As to the possibility that the Board would exercise equitable authority to issue a decision after the expiration of the 60-deadline, the parties acknowledge that practitioners in the area of workers’ compensation law have operated with an understanding since Shipley that the Board could potentially “toll” the period to decide a reconsideration petition if, by no fault of the parties, it was not in receipt of the petition as of the 60-day deadline. During oral argument, counsel for petitioners acknowledged that Shipley has long governed the Board’s practice for this purpose.
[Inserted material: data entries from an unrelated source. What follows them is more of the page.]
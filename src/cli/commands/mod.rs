//! CLI command implementations.
//!
//! Each command implements the [`Command`] trait and reports through a
//! [`UserInterface`](crate::ui::UserInterface). Commands are routed by
//! [`CommandDispatcher`], which loads configuration once for all of them.

pub mod coverage;
pub mod dispatcher;
pub mod scan;

pub use coverage::CoverageCommand;
pub use dispatcher::{resolve_path, Command, CommandDispatcher, CommandResult};
pub use scan::ScanCommand;
//! Line classification against a rule set.

use super::finding::ScanFinding;
use super::rule::RuleSet;

/// Markers that start a comment line once leading whitespace is stripped.
const COMMENT_MARKERS: &[&str] = &["#", "//"];

/// Check whether a line is a comment and must not be matched.
pub fn is_comment_line(line: &str) -> bool {
    let trimmed = line.trim_start();
    COMMENT_MARKERS.iter().any(|m| trimmed.starts_with(m))
}

/// Applies a [`RuleSet`] to text and reports every match.
///
/// # Example
///
/// ```
/// use qgate::scan::Classifier;
///
/// let classifier = Classifier::default();
/// let findings = classifier.classify("app.py", "raise ValueError(\"Error\")\n# \"Error\"");
///
/// assert_eq!(findings.len(), 1);
/// assert_eq!(findings[0].line, 1);
/// assert!(findings[0].remediation.contains("specific"));
/// ```
#[derive(Debug, Clone, Default)]
pub struct Classifier {
    rules: RuleSet,
}

impl Classifier {
    /// Create a classifier with the given rules.
    pub fn new(rules: RuleSet) -> Self {
        Self { rules }
    }

    /// The rules this classifier applies.
    pub fn rules(&self) -> &RuleSet {
        &self.rules
    }

    /// Classify `text`, attributing findings to `source`.
    ///
    /// Findings are ordered by line, then by rule definition order.
    pub fn classify(&self, source: &str, text: &str) -> Vec<ScanFinding> {
        let mut findings = Vec::new();

        for (idx, line) in text.lines().enumerate() {
            if is_comment_line(line) {
                continue;
            }

            for rule in self.rules.iter().filter(|r| r.is_match(line)) {
                findings.push(ScanFinding {
                    file: source.to_string(),
                    line: idx + 1,
                    content: line.trim().to_string(),
                    rule: rule.name.clone(),
                    remediation: rule.remediation.clone(),
                });
            }
        }

        findings
    }
}
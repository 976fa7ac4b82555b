//! Configuration schema definitions for qgate.
//!
//! These structs map to the `.qgate/config.yml` file format. Every field has
//! a default, so an empty or missing file yields the built-in behavior.

use serde::{Deserialize, Serialize};
use std::path::Path;

use crate::coverage::{
    CoverageParser, CoverageRunner, ThresholdTable, DEFAULT_INSTALL_HINT, DEFAULT_PROGRAM,
    DEFAULT_SOURCE_ROOT,
};
use crate::error::Result;
use crate::scan::{
    Classifier, RuleSet, ScanOptions, Scanner, SignatureRule, DEFAULT_EXCLUDES,
    DEFAULT_EXTENSIONS,
};

/// Root configuration structure.
#[derive(Debug, Clone, Default, PartialEq, Serialize, Deserialize)]
#[serde(default)]
pub struct GateConfig {
    /// Error message scan settings
    pub scan: ScanSettings,

    /// Coverage gate settings
    pub coverage: CoverageSettings,
}

/// Settings for `qgate scan`.
#[derive(Debug, Clone, PartialEq, Serialize, Deserialize)]
#[serde(default)]
pub struct ScanSettings {
    /// File extensions scanned when walking a directory
    pub extensions: Vec<String>,

    /// Path substrings skipped when walking a directory
    pub exclude: Vec<String>,

    /// Extra rules applied after the built-in ones
    #[serde(default, skip_serializing_if = "Vec::is_empty")]
    pub rules: Vec<RuleConfig>,
}

impl Default for ScanSettings {
    fn default() -> Self {
        Self {
            extensions: DEFAULT_EXTENSIONS.iter().map(|s| s.to_string()).collect(),
            exclude: DEFAULT_EXCLUDES.iter().map(|s| s.to_string()).collect(),
            rules: Vec::new(),
        }
    }
}

impl ScanSettings {
    /// Document selection options.
    pub fn options(&self) -> ScanOptions {
        ScanOptions {
            extensions: self.extensions.clone(),
            exclude: self.exclude.clone(),
        }
    }

    /// Built-in rules plus configured extras.
    pub fn rule_set(&self) -> Result<RuleSet> {
        let custom = self
            .rules
            .iter()
            .map(|r| SignatureRule::new(&r.name, &r.pattern, &r.remediation))
            .collect::<Result<Vec<_>>>()?;

        Ok(RuleSet::with_builtins_and_custom(custom))
    }

    /// Scanner configured from these settings.
    pub fn scanner(&self) -> Result<Scanner> {
        Ok(Scanner::new(Classifier::new(self.rule_set()?), self.options()))
    }
}

/// A user-defined signature rule.
#[derive(Debug, Clone, PartialEq, Eq, Serialize, Deserialize)]
pub struct RuleConfig {
    /// Rule identifier shown in reports
    pub name: String,

    /// Regex, matched case-insensitively
    pub pattern: String,

    /// Hint shown with each finding
    pub remediation: String,
}

/// Settings for `qgate coverage`.
#[derive(Debug, Clone, PartialEq, Serialize, Deserialize)]
#[serde(default)]
pub struct CoverageSettings {
    /// Package whose modules are measured (`<root>/<module>/...`)
    pub source_root: String,

    /// Test runner program
    pub command: String,

    /// Runner arguments; derived from `source_root` when absent
    #[serde(skip_serializing_if = "Option::is_none")]
    pub args: Option<Vec<String>>,

    /// Shown when the runner is not installed
    pub install_hint: String,

    /// Minimum coverage per module, applied over the defaults
    #[serde(skip_serializing_if = "Option::is_none")]
    pub thresholds: Option<ThresholdTable>,
}

impl Default for CoverageSettings {
    fn default() -> Self {
        Self {
            source_root: DEFAULT_SOURCE_ROOT.to_string(),
            command: DEFAULT_PROGRAM.to_string(),
            args: None,
            install_hint: DEFAULT_INSTALL_HINT.to_string(),
            thresholds: None,
        }
    }
}

impl CoverageSettings {
    /// Default thresholds with configured values applied on top.
    pub fn threshold_table(&self) -> ThresholdTable {
        let mut table = ThresholdTable::default();
        if let Some(configured) = &self.thresholds {
            table.merge(configured);
        }
        table
    }

    /// Output parser for the configured source root.
    pub fn parser(&self) -> CoverageParser {
        CoverageParser::new(&self.source_root)
    }

    /// Runner invocation, optionally restricted to one module.
    pub fn runner(&self, module: Option<String>, cwd: &Path) -> CoverageRunner {
        CoverageRunner {
            program: self.command.clone(),
            base_args: self.args.clone(),
            source_root: self.source_root.clone(),
            module: None,
            cwd: None,
            install_hint: self.install_hint.clone(),
        }
        .with_module(module)
        .with_cwd(cwd)
    }
}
We conclude that Miraco timely notified petitioners of his intent to seek reconsideration of the WCJ’s award and order and petitioners were on notice of the Board’s longstanding adherence to Shipley.
Turning to the second element—lack of prejudice—petitioners assert they were prejudiced by their inability to challenge the hearsay statements invoked by Miraco in conveying reliance on his counsel’s assistant’s telephone communication with the Board of its intent to reset the deadline upon receipt of the reconsideration petition. Petitioners maintain that allowing Miraco to obtain reversal of a denial made final by operation of law on this basis would abrogate and undermine the rule of appellate practice requiring a complete record (where evidence of the conversation is not in the record) and violate the City’s right to fully litigate and challenge the factual basis for the ruling.
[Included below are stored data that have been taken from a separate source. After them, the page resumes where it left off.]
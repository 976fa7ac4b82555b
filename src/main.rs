//! qgate CLI entry point.

use std::path::PathBuf;
use std::process::ExitCode;

use clap::Parser;
use qgate::cli::{Cli, CommandDispatcher};
use qgate::ui::{create_ui, is_ci, OutputMode};
use tracing_subscriber::{fmt, prelude::*, EnvFilter};

/// Initialize the tracing subscriber for logging.
///
/// Log level is controlled by:
/// 1. `--debug` flag sets level to DEBUG
/// 2. `RUST_LOG` environment variable (if set)
/// 3. Default is INFO
///
/// Logs go to stderr so stdout stays parseable in JSON mode.
fn init_tracing(debug: bool) {
    let filter = if debug {
        EnvFilter::new("qgate=debug")
    } else {
        EnvFilter::try_from_default_env().unwrap_or_else(|_| EnvFilter::new("qgate=info"))
    };

    tracing_subscriber::registry()
        .with(fmt::layer().with_target(false).with_writer(std::io::stderr))
        .with(filter)
        .init();
}

fn main() -> ExitCode {
    let cli = Cli::parse();
    init_tracing(cli.debug);

    tracing::debug!("qgate starting with args: {:?}", cli);

    let output_mode = if cli.quiet {
        OutputMode::Quiet
    } else if cli.verbose {
        OutputMode::Verbose
    } else {
        OutputMode::Normal
    };

    if cli.no_color {
        std::env::set_var("NO_COLOR", "1");
    }

    let project_root = cli.project.clone().unwrap_or_else(|| PathBuf::from("."));

    let mut ui = create_ui(!is_ci(), output_mode);
    let dispatcher = CommandDispatcher::new(project_root);

    match dispatcher.dispatch(&cli, ui.as_mut()) {
        Ok(result) => ExitCode::from(result.exit_code as u8),
        Err(e) => {
            ui.error(&format!("Error: {}", e));
            ExitCode::from(1)
        }
    }
}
Petitioners’ arguments miss the mark. Their inability to factually challenge Miraco’s counsel’s representation about the January 12, 2024 telephone conversation does not go to the merits of petitioners’ defense to the reconsideration petition. Any asserted prejudice from the delay itself and associated costs—as indicated by petitioners’ counsel at oral argument—is not the type of prejudice contemplated by courts in evaluating application of equitable tolling.
The “core focus of our prejudice analysis” is “whether application of equitable tolling would prevent the defendant from defending a claim on the merits.” (Saint Francis, supra, 9 Cal.5th at p. 728; see also Addison, supra, 21 Cal.3d at p. 318 [deciding the “defendant can claim no substantial prejudice, having received timely notice of possible . . . liability upon filing of the compensation claim, and having ample opportunity to gather defense evidence in the event a court action ultimately is filed”].) Petitioners do not articulate any prejudice based on the Board’s tolling of the reconsideration deadline to their ability to defend on the merits the findings of the WCJ against the reconsideration petition. We conclude that respondents have satisfied the second element of equitable tolling.
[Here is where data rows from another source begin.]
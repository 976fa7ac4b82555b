//! Coverage output parsing.
//!
//! Test runner output is free text. Two line shapes are recognised:
//!
//! - `<root>/<module>/... <n>%` - per-module coverage, keyed by `<module>`
//! - `TOTAL ... <n>%` - aggregate coverage, stored under [`OVERALL_KEY`]
//!
//! Everything else is ignored, so truncated or malformed output simply
//! yields fewer keys.

use regex::Regex;
use serde::Serialize;
use std::collections::BTreeMap;
use std::sync::LazyLock;

/// Reserved key for aggregate coverage.
pub const OVERALL_KEY: &str = "overall";

/// Package root used when none is configured.
pub const DEFAULT_SOURCE_ROOT: &str = "app";

static RE_TOTAL: LazyLock<Regex> =
    LazyLock::new(|| Regex::new(r"TOTAL.*?([0-9]+)%").expect("total pattern compiles"));

/// Measured coverage per module for one test run.
#[derive(Debug, Clone, Default, PartialEq, Eq, Serialize)]
#[serde(transparent)]
pub struct CoverageSample {
    modules: BTreeMap<String, u8>,
}

impl CoverageSample {
    /// Create an empty sample.
    pub fn new() -> Self {
        Self::default()
    }

    /// Record a percentage, clamped to 100. Replaces any earlier value.
    pub fn insert(&mut self, module: impl Into<String>, percent: u32) {
        let percent = percent.min(100) as u8;
        self.modules.insert(module.into(), percent);
    }

    /// Coverage for a module, if measured.
    pub fn get(&self, module: &str) -> Option<u8> {
        self.modules.get(module).copied()
    }

    /// Aggregate coverage, if measured.
    pub fn overall(&self) -> Option<u8> {
        self.get(OVERALL_KEY)
    }

    /// Iterate measured modules in key order.
    pub fn iter(&self) -> impl Iterator<Item = (&str, u8)> {
        self.modules.iter().map(|(k, v)| (k.as_str(), *v))
    }

    /// Number of measured keys.
    pub fn len(&self) -> usize {
        self.modules.len()
    }

    /// Whether nothing was measured.
    pub fn is_empty(&self) -> bool {
        self.modules.is_empty()
    }
}

impl<K: Into<String>> FromIterator<(K, u32)> for CoverageSample {
    fn from_iter<I: IntoIterator<Item = (K, u32)>>(iter: I) -> Self {
        let mut sample = Self::new();
        for (module, percent) in iter {
            sample.insert(module, percent);
        }
        sample
    }
}

/// Extracts a [`CoverageSample`] from test runner output.
///
/// # Example
///
/// ```
/// use qgate::coverage::CoverageParser;
///
/// let sample = CoverageParser::default().parse("app/models/user.py 85%\nTOTAL 78%");
///
/// assert_eq!(sample.get("models"), Some(85));
/// assert_eq!(sample.overall(), Some(78));
/// ```
#[derive(Debug, Clone)]
pub struct CoverageParser {
    module_re: Regex,
}

impl CoverageParser {
    /// Create a parser for modules under `source_root`.
    pub fn new(source_root: &str) -> Self {
        let pattern = format!(r"{}/(\w+)/.*?([0-9]+)%", regex::escape(source_root));
        let module_re = Regex::new(&pattern).expect("escaped module pattern compiles");
        Self { module_re }
    }

    /// Parse runner output.
    ///
    /// A later line for the same module overwrites an earlier one, since
    /// runners often print per-file rows before package rollups. The first
    /// `TOTAL` line carrying a percentage provides the aggregate.
    pub fn parse(&self, output: &str) -> CoverageSample {
        let mut sample = CoverageSample::new();
        let mut overall = None;

        for line in output.lines() {
            if let Some(caps) = self.module_re.captures(line) {
                sample.insert(&caps[1], parse_percent(&caps[2]));
            }

            if overall.is_none() {
                overall = RE_TOTAL.captures(line).map(|caps| parse_percent(&caps[1]));
            }
        }

        if let Some(percent) = overall {
            sample.insert(OVERALL_KEY, percent);
        }

        tracing::debug!("Parsed coverage sample: {:?}", sample);
        sample
    }
}

/// ASCII digits only; values too large for `u32` saturate and clamp later.
fn parse_percent(digits: &str) -> u32 {
    digits.parse().unwrap_or(u32::MAX)
}

impl Default for CoverageParser {
    fn default() -> Self {
        Self::new(DEFAULT_SOURCE_ROOT)
    }
}

#[cfg(test)]
mod tests {
    use super::*;

    const PYTEST_OUTPUT: &str = "\
============================= test session starts ==============================
collected 42 items

tests/test_models/test_user.py ........                                  [ 19%]
tests/test_routes/test_auth.py ..........                                [ 42%]

---------- coverage: platform linux, python 3.12.1-final-0 -----------
Name                          Stmts   Miss  Cover   Missing
-----------------------------------------------------------
app/__init__.py                  12      0   100%
app/models/__init__.py            4      0   100%
app/models/user.py               50      8    84%   12-19
app/routes/auth.py               80     20    75%   40-59
app/utils/strings.py             10      0   100%
-----------------------------------------------------------
TOTAL                           156     28    82%

============================== 42 passed in 1.23s ==============================
";

    #[test]
    fn parses_module_and_total_lines() {
        let sample = CoverageParser::default().parse("app/models/user.py 85%\nTOTAL 78%");

        let expected: CoverageSample = [("models", 85), ("overall", 78)].into_iter().collect();
        assert_eq!(sample, expected);
    }

    #[test]
    fn later_module_lines_overwrite_earlier_ones() {
        let sample = CoverageParser::default().parse(PYTEST_OUTPUT);

        assert_eq!(sample.get("models"), Some(84));
        assert_eq!(sample.get("routes"), Some(75));
        assert_eq!(sample.get("utils"), Some(100));
        assert_eq!(sample.overall(), Some(82));
        assert_eq!(sample.len(), 4);
    }

    #[test]
    fn package_level_files_are_not_modules() {
        let sample = CoverageParser::default().parse("app/__init__.py   12   0   100%");
        assert!(sample.is_empty());
    }

    #[test]
    fn test_progress_lines_are_ignored() {
        let sample =
            CoverageParser::default().parse("tests/test_models/test_user.py ....   [ 19%]");
        assert!(sample.is_empty());
    }

    #[test]
    fn first_total_line_wins() {
        let sample = CoverageParser::default().parse("TOTAL 70%\nTOTAL 90%");
        assert_eq!(sample.overall(), Some(70));
    }

    #[test]
    fn total_without_percentage_is_skipped() {
        let sample = CoverageParser::default().parse("TOTAL pending\nTOTAL 10 2 80%");
        assert_eq!(sample.overall(), Some(80));
    }

    #[test]
    fn garbage_output_yields_empty_sample() {
        let sample = CoverageParser::default()
            .parse("Error: pytest not found. Install with: pip install pytest pytest-cov");
        assert!(sample.is_empty());
    }

    #[test]
    fn truncated_output_yields_partial_sample() {
        let sample = CoverageParser::default().parse("app/models/user.py 50 8 84%\napp/rou");
        assert_eq!(sample.len(), 1);
        assert_eq!(sample.get("models"), Some(84));
    }

    #[test]
    fn percentages_are_clamped() {
        let sample = CoverageParser::default().parse("app/models/user.py 250%");
        assert_eq!(sample.get("models"), Some(100));

        let sample =
            CoverageParser::default().parse("app/models/a.py 99999999999%\nTOTAL 99999999999%");
        assert_eq!(sample.get("models"), Some(100));
        assert_eq!(sample.overall(), Some(100));
    }

    #[test]
    fn non_ascii_digits_are_not_percentages() {
        let sample = CoverageParser::default().parse("app/models/a.py ٨٥%\nTOTAL ٧٨%");
        assert!(sample.is_empty());
    }

    #[test]
    fn custom_source_root() {
        let parser = CoverageParser::new("src/pkg");
        let sample = parser.parse("src/pkg/api/views.py 10 1 90%\napp/models/user.py 85%");

        assert_eq!(sample.get("api"), Some(90));
        assert_eq!(sample.get("models"), None);
    }

    #[test]
    fn parse_is_pure_across_calls() {
        let parser = CoverageParser::default();
        let first = parser.parse("app/models/a.py 10%");
        let second = parser.parse("app/routes/b.py 20%");

        assert_eq!(first.get("routes"), None);
        assert_eq!(second.get("models"), None);
    }
}
//! Terminal output.
//!
//! - [`UserInterface`] trait for UI abstraction
//! - [`TerminalUI`] for styled terminal output
//! - [`NonInteractiveUI`] for pipes and CI logs
//! - [`MockUI`] for capturing output in tests
//!
//! # Example
//!
//! ```
//! use qgate::ui::{create_ui, OutputMode};
//!
//! let mut ui = create_ui(false, OutputMode::Quiet);
//! ui.success("Coverage meets all thresholds");
//! ```

pub mod mock;
pub mod non_interactive;
pub mod output;
pub mod terminal;
pub mod theme;

pub use mock::MockUI;
pub use non_interactive::NonInteractiveUI;
pub use output::OutputMode;
pub use terminal::{create_ui, is_ci, TerminalUI};
pub use theme::{should_use_colors, GateTheme};

/// Trait for user interface interactions.
///
/// This trait allows mocking the UI in tests.
pub trait UserInterface {
    /// Get the current output mode.
    fn output_mode(&self) -> OutputMode;

    /// Display a message to the user.
    fn message(&mut self, msg: &str);

    /// Display a success message.
    fn success(&mut self, msg: &str);

    /// Display a warning message.
    fn warning(&mut self, msg: &str);

    /// Display an error message. Shown in every mode.
    fn error(&mut self, msg: &str);

    /// Show a header line.
    fn show_header(&mut self, title: &str);
}
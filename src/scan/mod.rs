//! Error message scanning.
//!
//! Flags vague error messages (`"Error"`, `"Invalid"`, bare status codes)
//! in source files and attaches a remediation hint to each occurrence.
//!
//! - [`SignatureRule`] / [`RuleSet`] - Patterns and their hints
//! - [`Classifier`] - Applies rules to one document's text
//! - [`Scanner`] - Walks files and directories and collects findings
//!
//! # Example
//!
//! ```
//! use qgate::scan::{Classifier, RuleSet};
//!
//! let classifier = Classifier::new(RuleSet::builtin());
//! let findings = classifier.classify("users.py", "abort(400, \"Bad request\")");
//!
//! assert_eq!(findings.len(), 1);
//! assert_eq!(findings[0].rule, "generic-bad-request");
//! ```

pub mod classifier;
pub mod finding;
pub mod rule;
pub mod walker;

pub use classifier::{is_comment_line, Classifier};
pub use finding::ScanFinding;
pub use rule::{
    resembles_good_message, RuleSet, SignatureRule, BUILTIN_RULES, KNOWN_GOOD_PATTERNS,
};
pub use walker::{
    discover_documents, ScanOptions, ScanReport, ScanTarget, Scanner, DEFAULT_EXCLUDES,
    DEFAULT_EXTENSIONS,
};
Lastly, petitioners contend respondent Miraco’s conduct was objectively unreasonable given that the decision in Zurich (decided on December 18, 2023) was issued only three days after expiration of the decisional deadline in this case. According to petitioners, this left Miraco 42 days to seek review in this court of the denial by operation of law pursuant to section 5950, which he failed to do. They assert that the decision not to seek writ of review and instead continue relying on Shipley was objectively unreasonable given Zurich’s rejection of Shipley.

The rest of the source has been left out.